Over the years, Kobe has become a true playmaker who is a special talent with the ball in his hands. He has grown up watching and idolizing basketball legends such as Kobe Bryant and Kevin Durant.
It didn’t take long for the basketball standout and others to recognize his special talent on the hardwood. Growing up playing AAU basketball, specifically with All-Ohio Red over the last several years, has shown Kobe’s game is at an elite level.
“Around sixth grade, I realized I was going to be pretty good,” Kobe said. “Coming up playing for All-Ohio and playing against the top guys helped me a lot to see where my game was at.”
The 6-foot-4, 210-pound combo guard continued his success right away at Canton McKinley Senior High School, averaging nine points per game as a freshman while showing his future potential.
As a sophomore, Kobe would get his first chance to learn under Andy Vlajkovich, who was hired by McKinley prior to the 2018-19 season. The basketball standout continued to improve during his sophomore season, but it was his junior year where he officially broke out.
Helping McKinley to three postseason victories including a district championship, Kobe morphed into a first-team All-Ohio player averaging 18.8 points per game along with four rebounds and three assists. The guard shot 49 percent from the floor, including 36 percent from 3-point range and 79 percent from the free-throw line.
Kobe’s spectacular play earned him Repository Stark County Player of the Year and Northeast Inland District Division I Player of the Year honors.
“We had a good run that year,” Kobe said. “We came together and found it.”
After that season, Kobe’s recruiting also began taking off. Already holding around a dozen offers from mid-major programs, the McKinley standout began hearing from Power 5 schools such as Ohio State, Wisconsin, Maryland, Northwestern and St. John’s.
Kobe initially looked at continuing his career with some Mid-American Conference schools and other lower level DI spots such as Duquesne. However, there was one school that ultimately set itself apart from the rest once the Power 5 interest started rolling in: West Virginia.
“I started talking to West Virginia during my AAU junior season and they offered me that summer,” Kobe said. “Once I talked to Coach Huggins, I really fell in love, liked what they do and went out to the campus and viewed it. That’s when I decided.”
Now, Kobe will have his chance to play for a legendary coach in Bob Huggins, and a perennial Big 12 power where he hopes to keep the success going.
“I get to play for one of the greats,” Kobe said. “He’s very demanding, but I feel like that’s something that I need.”

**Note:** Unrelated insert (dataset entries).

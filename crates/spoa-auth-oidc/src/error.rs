//! Error types for the OIDC authenticator.

/// Result type alias for this crate.
pub type Result<T> = std::result::Result<T, OidcError>;

/// Errors raised by discovery, the callback flow and the token endpoint.
#[derive(Debug, thiserror::Error)]
pub enum OidcError {
    /// Provider metadata could not be fetched or parsed.
    #[error("Discovery failed: {0}")]
    Discovery(String),

    /// The callback's state is unsealable, expired or bound to another browser.
    #[error("Invalid state: {0}")]
    InvalidState(String),

    /// The token endpoint was unreachable or refused the grant.
    #[error("Token exchange failed: {0}")]
    TokenExchangeFailed(String),

    /// The ID token is malformed or its claims do not match.
    #[error("Invalid ID token: {0}")]
    InvalidIdToken(String),

    /// The provider redirected back with an error instead of a code.
    #[error("Provider error: {0}")]
    Provider(String),

    #[error("Config error: {0}")]
    Config(String),

    /// A sealed value could not be produced.
    #[error("Cookie error: {0}")]
    Cookie(#[from] CookieError),
}

/// Why a sealed cookie or state token was rejected.
///
/// Only ever reported to clients as "invalid"; the variants exist for logs
/// and tests.
#[derive(Debug, Clone, Copy, PartialEq, Eq, thiserror::Error)]
pub enum CookieError {
    /// The MAC does not match, or the token is not even shaped like one.
    #[error("invalid signature")]
    InvalidSignature,

    /// Authentic but undecryptable or unparsable.
    #[error("invalid cookie")]
    Invalid,

    #[error("cookie expired")]
    Expired,
}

Kobe himself is one of the top guards in the 2021 class in Ohio. But he will join forces at West Virginia with another top in-state talent, Lorain’s Seth Wilson.

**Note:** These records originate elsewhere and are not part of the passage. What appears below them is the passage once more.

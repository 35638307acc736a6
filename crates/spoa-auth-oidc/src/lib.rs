//! OpenID Connect authenticator for spoa-auth.
//!
//! Gates browser sessions behind an encrypted and signed cookie:
//!
//! - Requests without a valid session are redirected to the provider with a
//!   sealed, browser-bound `state`.
//! - The [`CallbackServer`] redeems the returned code, verifies the ID token
//!   against the provider's signing keys and sets the session cookie.
//! - Later requests are allowed from the cookie alone; no session is stored
//!   on the agent.
//!
//! ```rust,ignore
//! use spoa_auth_oidc::{OidcConfig, OidcEngine, RenewalPolicy};
//!
//! let config = OidcConfig::new(issuer, client_id, client_secret, redirect_url, RenewalPolicy::Disabled)
//!     .with_secrets(signature_secret, encryption_secret);
//! let engine = std::sync::Arc::new(OidcEngine::new(config).await?);
//! ```

pub mod callback;
pub mod config;
pub mod cookie;
pub mod engine;
pub mod error;
pub mod provider;
pub mod seal;
pub mod session;
pub mod state;
#[cfg(any(test, feature = "testing"))]
pub mod testing;

pub use callback::{CallbackError, CallbackServer};
pub use config::{CookieConfig, OidcConfig, RenewalPolicy};
pub use cookie::SetCookie;
pub use engine::{CallbackOutcome, LoginRedirect, OidcEngine, args};
pub use error::{CookieError, OidcError, Result};
pub use provider::{Provider, ProviderMetadata, TokenResponse};
pub use seal::Sealer;
pub use session::SessionClaims;
pub use state::StateClaims;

“I’ve known Seth for a while but we didn’t really get to team up,” Kobe added. “I’m excited to get to team up at West Virginia and see what we can make happen.”
With his commitment to West Virginia locked up, Kobe was able to focus on continuing his success at McKinley this past winter. Averaging over 20 points per game while increasing his shooting percentages to 51 from the field and 40 from 3-point range, Kobe helped McKinley to a 17-7 record, Federal League championship, and district runner-up finish.

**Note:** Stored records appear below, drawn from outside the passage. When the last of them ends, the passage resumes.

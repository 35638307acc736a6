//! Canned authenticators for tests.

use std::time::Duration;

use async_trait::async_trait;
use parking_lot::Mutex;

use crate::authenticator::{Attributes, Authenticator};
use crate::error::AuthError;
use crate::verdict::Verdict;

/// Always returns the same verdict, optionally after a delay.
#[derive(Debug)]
pub struct StaticAuthenticator {
    verdict: Verdict,
    delay: Option<Duration>,
}

impl StaticAuthenticator {
    pub fn new(verdict: Verdict) -> Self {
        Self {
            verdict,
            delay: None,
        }
    }

    pub fn with_delay(mut self, delay: Duration) -> Self {
        self.delay = Some(delay);
        self
    }
}

#[async_trait]
impl Authenticator for StaticAuthenticator {
    fn kind(&self) -> &'static str {
        "static"
    }

    async fn authenticate(&self, _attributes: &Attributes) -> Result<Verdict, AuthError> {
        if let Some(delay) = self.delay {
            tokio::time::sleep(delay).await;
        }
        Ok(self.verdict.clone())
    }
}

/// Always fails with the given error.
#[derive(Debug)]
pub struct FailingAuthenticator {
    error: AuthError,
}

impl FailingAuthenticator {
    pub fn new(error: AuthError) -> Self {
        Self { error }
    }
}

#[async_trait]
impl Authenticator for FailingAuthenticator {
    fn kind(&self) -> &'static str {
        "failing"
    }

    async fn authenticate(&self, _attributes: &Attributes) -> Result<Verdict, AuthError> {
        Err(self.error.clone())
    }
}

/// Echoes one attribute back as the identity and records every call.
///
/// Allows when the attribute is present, denies otherwise.
#[derive(Debug)]
pub struct EchoAuthenticator {
    attribute: String,
    delay: Option<Duration>,
    calls: Mutex<Vec<Attributes>>,
}

impl EchoAuthenticator {
    pub fn new(attribute: impl Into<String>) -> Self {
        Self {
            attribute: attribute.into(),
            delay: None,
            calls: Mutex::new(Vec::new()),
        }
    }

    pub fn with_delay(mut self, delay: Duration) -> Self {
        self.delay = Some(delay);
        self
    }

    pub fn calls(&self) -> Vec<Attributes> {
        self.calls.lock().clone()
    }
}

#[async_trait]
impl Authenticator for EchoAuthenticator {
    fn kind(&self) -> &'static str {
        "echo"
    }

    async fn authenticate(&self, attributes: &Attributes) -> Result<Verdict, AuthError> {
        self.calls.lock().push(attributes.clone());
        if let Some(delay) = self.delay {
            tokio::time::sleep(delay).await;
        }
        Ok(match attributes.get_str(&self.attribute) {
            Some(value) => Verdict::allow(value),
            None => Verdict::deny(),
        })
    }
}

#[cfg(test)]
mod tests {
    use std::sync::Arc;

    use super::*;

    #[tokio::test]
    async fn test_echo_records_concurrent_calls() {
        let echo = Arc::new(EchoAuthenticator::new("user").with_delay(Duration::from_millis(5)));
        let handles: Vec<_> = ["alice", "bob", "carol"]
            .into_iter()
            .map(|user| {
                let echo = Arc::clone(&echo);
                tokio::spawn(async move {
                    echo.authenticate(&Attributes::new().with("user", user)).await
                })
            })
            .collect();
        for handle in handles {
            assert!(handle.await.unwrap().unwrap().is_allowed());
        }

        let mut users: Vec<String> = echo
            .calls()
            .iter()
            .filter_map(|attrs| attrs.get_str("user").map(str::to_string))
            .collect();
        users.sort();
        assert_eq!(users, ["alice", "bob", "carol"]);
    }

    #[tokio::test]
    async fn test_missing_attribute_denies() {
        let echo = EchoAuthenticator::new("user");
        let verdict = echo.authenticate(&Attributes::new()).await.unwrap();
        assert!(!verdict.is_allowed());
        assert_eq!(echo.calls().len(), 1);
    }
}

Kobe also had some impressive individual accomplishments. He passed fellow McKinley star and former Michigan State player Raymar Morgan as the program’s all-time leading scorer, finishing his career with 1,566 points. In addition, he was named Division I Player of the Year by the Ohio Prep Sportswriters Association.
“We fell a little short and I wish we could have gone a little further,” Kobe said. “I had a good season, but always feel like I could do better. It was special to break the scoring record, that night wasn’t too bad. I wasn’t necessarily worried about the record as much as I was getting the W.
“Coach ended up telling me I won player of the year and that was one of my goals. I was very happy and glad that I won it with all the hard work that I put in for that.”
After ending his high school career on a high note, Kobe plans to start and finish his college tenure the same way. Then, the goal is a professional career at the highest level.
“I’ve always dreamed of playing in the NBA,” Kobe said. “A lot of work has to happen for me to get to that level. I accomplished high school. I have to accomplish college. Then the next level will be the NBA.”